◆ Exercise description: Tally up how many lines in the listing below contain the string "async", and give only the total.

+ + + + + + +

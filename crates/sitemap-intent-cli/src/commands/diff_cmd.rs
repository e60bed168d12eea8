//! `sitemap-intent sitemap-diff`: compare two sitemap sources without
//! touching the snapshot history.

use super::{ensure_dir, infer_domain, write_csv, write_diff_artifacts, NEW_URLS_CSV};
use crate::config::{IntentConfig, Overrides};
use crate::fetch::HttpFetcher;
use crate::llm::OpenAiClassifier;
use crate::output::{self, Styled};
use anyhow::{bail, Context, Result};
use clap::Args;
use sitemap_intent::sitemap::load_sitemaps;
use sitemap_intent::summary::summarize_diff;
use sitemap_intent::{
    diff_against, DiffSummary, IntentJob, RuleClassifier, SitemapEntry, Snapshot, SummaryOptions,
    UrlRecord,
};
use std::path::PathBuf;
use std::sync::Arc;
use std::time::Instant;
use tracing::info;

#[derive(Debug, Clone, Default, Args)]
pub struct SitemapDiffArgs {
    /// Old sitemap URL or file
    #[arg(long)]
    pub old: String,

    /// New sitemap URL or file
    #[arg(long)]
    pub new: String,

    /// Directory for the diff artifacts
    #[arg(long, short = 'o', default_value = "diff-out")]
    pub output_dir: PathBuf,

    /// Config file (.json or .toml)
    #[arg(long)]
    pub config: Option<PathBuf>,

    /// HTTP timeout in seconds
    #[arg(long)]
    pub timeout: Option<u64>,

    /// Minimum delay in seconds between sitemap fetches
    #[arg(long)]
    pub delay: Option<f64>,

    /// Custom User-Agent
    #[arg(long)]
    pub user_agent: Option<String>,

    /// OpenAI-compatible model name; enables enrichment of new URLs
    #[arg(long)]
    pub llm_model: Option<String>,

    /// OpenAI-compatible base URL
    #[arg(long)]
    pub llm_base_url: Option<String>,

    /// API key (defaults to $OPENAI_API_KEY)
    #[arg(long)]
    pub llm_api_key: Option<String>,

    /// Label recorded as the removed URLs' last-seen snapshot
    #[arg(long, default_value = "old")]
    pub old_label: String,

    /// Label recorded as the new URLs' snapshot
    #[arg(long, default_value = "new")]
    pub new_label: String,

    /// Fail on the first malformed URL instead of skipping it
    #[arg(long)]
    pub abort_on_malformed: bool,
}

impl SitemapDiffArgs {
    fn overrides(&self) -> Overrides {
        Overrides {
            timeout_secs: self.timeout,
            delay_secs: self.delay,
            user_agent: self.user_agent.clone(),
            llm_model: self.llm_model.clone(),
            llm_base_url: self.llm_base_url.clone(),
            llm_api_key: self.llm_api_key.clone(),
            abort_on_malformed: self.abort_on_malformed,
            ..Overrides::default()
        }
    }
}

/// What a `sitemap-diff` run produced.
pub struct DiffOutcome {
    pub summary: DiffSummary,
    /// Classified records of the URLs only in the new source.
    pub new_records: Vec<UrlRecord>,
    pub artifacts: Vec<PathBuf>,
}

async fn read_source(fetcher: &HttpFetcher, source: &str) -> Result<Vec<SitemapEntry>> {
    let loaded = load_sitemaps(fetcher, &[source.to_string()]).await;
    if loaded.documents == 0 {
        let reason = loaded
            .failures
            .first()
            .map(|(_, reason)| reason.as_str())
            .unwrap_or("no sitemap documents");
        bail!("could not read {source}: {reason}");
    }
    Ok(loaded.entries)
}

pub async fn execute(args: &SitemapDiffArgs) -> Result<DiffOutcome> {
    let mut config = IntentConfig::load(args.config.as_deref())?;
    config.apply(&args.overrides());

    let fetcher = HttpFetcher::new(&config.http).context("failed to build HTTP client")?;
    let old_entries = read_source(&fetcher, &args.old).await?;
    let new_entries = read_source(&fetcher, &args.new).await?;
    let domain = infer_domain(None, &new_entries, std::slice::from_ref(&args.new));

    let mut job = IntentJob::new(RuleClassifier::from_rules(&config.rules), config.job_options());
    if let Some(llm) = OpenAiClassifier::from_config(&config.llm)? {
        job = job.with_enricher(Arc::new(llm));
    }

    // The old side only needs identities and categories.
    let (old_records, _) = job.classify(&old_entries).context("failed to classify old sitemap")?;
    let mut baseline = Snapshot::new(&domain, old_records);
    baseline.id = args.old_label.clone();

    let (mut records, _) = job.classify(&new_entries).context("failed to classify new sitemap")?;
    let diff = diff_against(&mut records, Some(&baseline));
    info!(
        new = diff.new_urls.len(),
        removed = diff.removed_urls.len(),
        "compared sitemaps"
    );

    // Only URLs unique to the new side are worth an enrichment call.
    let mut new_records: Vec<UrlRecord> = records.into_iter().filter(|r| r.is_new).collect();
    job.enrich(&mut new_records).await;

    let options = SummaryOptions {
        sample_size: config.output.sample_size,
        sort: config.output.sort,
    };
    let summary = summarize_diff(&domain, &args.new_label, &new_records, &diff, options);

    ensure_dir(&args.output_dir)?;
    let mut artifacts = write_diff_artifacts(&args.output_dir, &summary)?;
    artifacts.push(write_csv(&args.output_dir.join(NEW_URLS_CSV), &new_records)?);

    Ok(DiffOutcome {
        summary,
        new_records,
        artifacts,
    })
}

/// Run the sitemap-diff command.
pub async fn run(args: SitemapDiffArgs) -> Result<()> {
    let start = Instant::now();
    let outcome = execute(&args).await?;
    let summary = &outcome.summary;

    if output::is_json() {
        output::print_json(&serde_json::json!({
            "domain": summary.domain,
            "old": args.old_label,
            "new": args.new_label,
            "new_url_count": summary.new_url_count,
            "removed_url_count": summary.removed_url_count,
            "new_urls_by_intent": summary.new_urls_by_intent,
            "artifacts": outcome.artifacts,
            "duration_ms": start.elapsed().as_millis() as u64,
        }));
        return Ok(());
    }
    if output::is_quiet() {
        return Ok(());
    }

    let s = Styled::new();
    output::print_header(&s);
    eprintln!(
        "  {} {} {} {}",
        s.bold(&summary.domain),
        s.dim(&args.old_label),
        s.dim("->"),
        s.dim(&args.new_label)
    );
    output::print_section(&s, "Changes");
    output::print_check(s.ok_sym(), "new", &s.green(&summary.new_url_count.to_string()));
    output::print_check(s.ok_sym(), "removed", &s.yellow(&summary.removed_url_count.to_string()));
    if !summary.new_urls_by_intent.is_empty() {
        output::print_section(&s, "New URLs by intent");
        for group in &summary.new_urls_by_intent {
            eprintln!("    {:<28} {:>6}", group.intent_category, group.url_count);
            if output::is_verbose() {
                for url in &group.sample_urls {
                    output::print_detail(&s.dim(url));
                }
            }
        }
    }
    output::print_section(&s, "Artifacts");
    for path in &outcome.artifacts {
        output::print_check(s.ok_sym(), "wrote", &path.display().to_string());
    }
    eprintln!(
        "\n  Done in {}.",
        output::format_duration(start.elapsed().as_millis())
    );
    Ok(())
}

+ + + + + + +

◆ Response: 3